* Directions for this task: Among the entries below, extract exactly the lines that run from the one with "let mut cursor = 0;" through the one with "structured framing can", both ends included.

Saved entries
━━━━━━━━━━

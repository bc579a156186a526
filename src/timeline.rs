//! Sample-instant planning and frame-rate resolution.
//!
//! Pure helpers shared by the extractor and the compositor: computing the
//! evenly-spaced sample timestamps, resolving a rational frame-rate string,
//! and formatting seconds as `HH:MM:SS` timecodes.

use crate::error::FramesheetError;

/// Frame rate assumed when the container reports none, or reports something
/// unparsable. The rate is only used to map relative timestamps to
/// approximate frame numbers for sampling, so a lenient fallback beats a
/// hard error.
pub const DEFAULT_FRAME_RATE: f64 = 25.0;

/// Fraction of the duration excluded at each end of the video before
/// sampling. Skipping the boundaries avoids slates, studio logos, and
/// fade-to-black frames common at clip edges.
const EDGE_SKIP: f64 = 0.05;

/// Compute `num_frames` evenly-spaced sample timestamps.
///
/// Timestamps are confined to the interior 90% of the video: the first one
/// lands at `duration * 0.05` and subsequent ones advance by
/// `duration * 0.9 / num_frames`, so every instant lies in
/// `[duration * 0.05, duration * 0.95)`.
///
/// # Errors
///
/// Returns [`FramesheetError::InvalidInput`] when `duration` is not positive
/// or `num_frames` is zero.
///
/// # Example
///
/// ```
/// let timestamps = framesheet::sample_timestamps(100.0, 10)?;
/// assert_eq!(timestamps.len(), 10);
/// assert_eq!(timestamps[0], 5.0);
/// # Ok::<(), framesheet::FramesheetError>(())
/// ```
pub fn sample_timestamps(duration: f64, num_frames: usize) -> Result<Vec<f64>, FramesheetError> {
    if duration <= 0.0 {
        return Err(FramesheetError::InvalidInput(format!(
            "video duration must be positive, got {duration}"
        )));
    }
    if num_frames == 0 {
        return Err(FramesheetError::InvalidInput(
            "number of frames must be positive".to_string(),
        ));
    }

    let start = duration * EDGE_SKIP;
    let interval = duration * (1.0 - 2.0 * EDGE_SKIP) / num_frames as f64;

    Ok((0..num_frames)
        .map(|index| start + index as f64 * interval)
        .collect())
}

/// Interval between sample timestamps for the given duration and count.
///
/// Shared between the planner and the ffmpeg select-filter builder so both
/// agree on frame spacing.
pub(crate) fn sample_interval(duration: f64, num_frames: usize) -> f64 {
    duration * (1.0 - 2.0 * EDGE_SKIP) / num_frames as f64
}

/// Offset of the first sample timestamp from the start of the video.
pub(crate) fn sample_start(duration: f64) -> f64 {
    duration * EDGE_SKIP
}

/// Resolve a rational frame-rate string of the form `"num/den"` to a float.
///
/// Empty, malformed, and zero-denominator inputs all fall back to
/// [`DEFAULT_FRAME_RATE`] rather than erroring.
///
/// # Example
///
/// ```
/// assert!((framesheet::parse_frame_rate("30000/1001") - 29.97).abs() < 0.01);
/// assert_eq!(framesheet::parse_frame_rate(""), 25.0);
/// assert_eq!(framesheet::parse_frame_rate("30/0"), 25.0);
/// ```
pub fn parse_frame_rate(rate: &str) -> f64 {
    let Some((numerator, denominator)) = rate.split_once('/') else {
        return DEFAULT_FRAME_RATE;
    };
    match (numerator.parse::<f64>(), denominator.parse::<f64>()) {
        (Ok(num), Ok(den)) if den != 0.0 => num / den,
        _ => DEFAULT_FRAME_RATE,
    }
}

/// Format a duration in seconds as an `HH:MM:SS` timecode.
///
/// Rounds to the nearest whole second. Used for the per-frame overlays and
/// the header metadata line.
pub fn format_timecode(seconds: f64) -> String {
    let total = seconds.max(0.0).round() as u64;
    let hours = total / 3600;
    let minutes = (total % 3600) / 60;
    let secs = total % 60;
    format!("{hours:02}:{minutes:02}:{secs:02}")
}
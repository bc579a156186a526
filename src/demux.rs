//! JPEG stream demultiplexing.
//!
//! The frame extractor asks ffmpeg for every sampled frame in one invocation,
//! with `-f image2pipe -c:v mjpeg` producing a bare concatenation of JPEG
//! images on stdout: there is no container or length framing, only the JPEG
//! marker bytes themselves. This module recovers the individual images by
//! scanning for start-of-image/end-of-image marker pairs.
//!
//! The single-invocation design trades robustness for speed (one process
//! spawn instead of one per frame); a malformed stream surfaces downstream as
//! [`FramesheetError::IncompleteStream`](crate::FramesheetError::IncompleteStream)
//! with the producer's stderr attached.

use std::ops::Range;

/// JPEG start-of-image marker.
pub const JPEG_SOI: [u8; 2] = [0xFF, 0xD8];

/// JPEG end-of-image marker.
pub const JPEG_EOI: [u8; 2] = [0xFF, 0xD9];

/// Scan a raw buffer for concatenated JPEG images and return their byte
/// ranges, in stream order.
///
/// Each range spans from a start-of-image marker through the matching
/// end-of-image marker, both inclusive. The scan stops at the first position
/// where no further start marker exists (end of stream) or where a start
/// marker has no following end marker (truncated trailing image). Neither
/// case is an error at this layer; callers compare the count against their
/// expectation.
///
/// For a well-formed buffer that is exactly a concatenation of images, the
/// returned ranges partition the buffer: concatenating the slices in order
/// reproduces the input byte-for-byte.
///
/// # Example
///
/// ```
/// let stream = [0xFF, 0xD8, 0x01, 0xFF, 0xD9, 0xFF, 0xD8, 0x02, 0xFF, 0xD9];
/// let ranges = framesheet::scan_jpeg_stream(&stream);
/// assert_eq!(ranges, vec![0..5, 5..10]);
/// ```
pub fn scan_jpeg_stream(buffer: &[u8]) -> Vec<Range<usize>> {
    let mut ranges = Vec::new();
    let mut cursor = 0;

    while cursor < buffer.len() {
        let Some(start) = find_marker(&buffer[cursor..], JPEG_SOI) else {
            break;
        };
        let start = cursor + start;

        let Some(end) = find_marker(&buffer[start..], JPEG_EOI) else {
            // A start marker with no end marker: the trailing image was cut
            // off mid-write. Report only the complete images.
            break;
        };
        let end = start + end + JPEG_EOI.len();

        ranges.push(start..end);
        cursor = end;
    }

    ranges
}

/// Slice a buffer into individual encoded images using [`scan_jpeg_stream`].
pub fn split_jpeg_stream(buffer: &[u8]) -> Vec<&[u8]> {
    scan_jpeg_stream(buffer)
        .into_iter()
        .map(|range| &buffer[range])
        .collect()
}

/// Position of the first occurrence of a 2-byte marker, if any.
fn find_marker(haystack: &[u8], marker: [u8; 2]) -> Option<usize> {
    haystack
        .windows(marker.len())
        .position(|window| window == marker)
}

/// Strategy seam for recovering individual encoded images from a captured
/// stream.
///
/// The shipped transport is a bare MJPEG concatenation recovered by marker
/// scanning ([`MarkerDemux`]); a transport with structured framing can
/// substitute its own implementation without touching the decode or compose
/// stages.
pub trait StreamDemux {
    /// Slice the captured buffer into individually decodable images, in
    /// stream order.
    fn split<'a>(&self, buffer: &'a [u8]) -> Vec<&'a [u8]>;
}

/// Marker-scanning demuxer for bare concatenated JPEG streams.
#[derive(Debug, Default, Clone, Copy)]
pub struct MarkerDemux;

impl StreamDemux for MarkerDemux {
    fn split<'a>(&self, buffer: &'a [u8]) -> Vec<&'a [u8]> {
        split_jpeg_stream(buffer)
    }
}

━━━━━━━━━━

* Solution for this exercise:
    let mut cursor = 0;

    while cursor < buffer.len() {
        let Some(start) = find_marker(&buffer[cursor..], JPEG_SOI) else {
            break;
        };
        let start = cursor + start;

        let Some(end) = find_marker(&buffer[start..], JPEG_EOI) else {
            // A start marker with no end marker: the trailing image was cut
            // off mid-write. Report only the complete images.
            break;
        };
        let end = start + end + JPEG_EOI.len();

        ranges.push(start..end);
        cursor = end;
    }

    ranges
}

/// Slice a buffer into individual encoded images using [`scan_jpeg_stream`].
pub fn split_jpeg_stream(buffer: &[u8]) -> Vec<&[u8]> {
    scan_jpeg_stream(buffer)
        .into_iter()
        .map(|range| &buffer[range])
        .collect()
}

/// Position of the first occurrence of a 2-byte marker, if any.
fn find_marker(haystack: &[u8], marker: [u8; 2]) -> Option<usize> {
    haystack
        .windows(marker.len())
        .position(|window| window == marker)
}

/// Strategy seam for recovering individual encoded images from a captured
/// stream.
///
/// The shipped transport is a bare MJPEG concatenation recovered by marker
/// scanning ([`MarkerDemux`]); a transport with structured framing can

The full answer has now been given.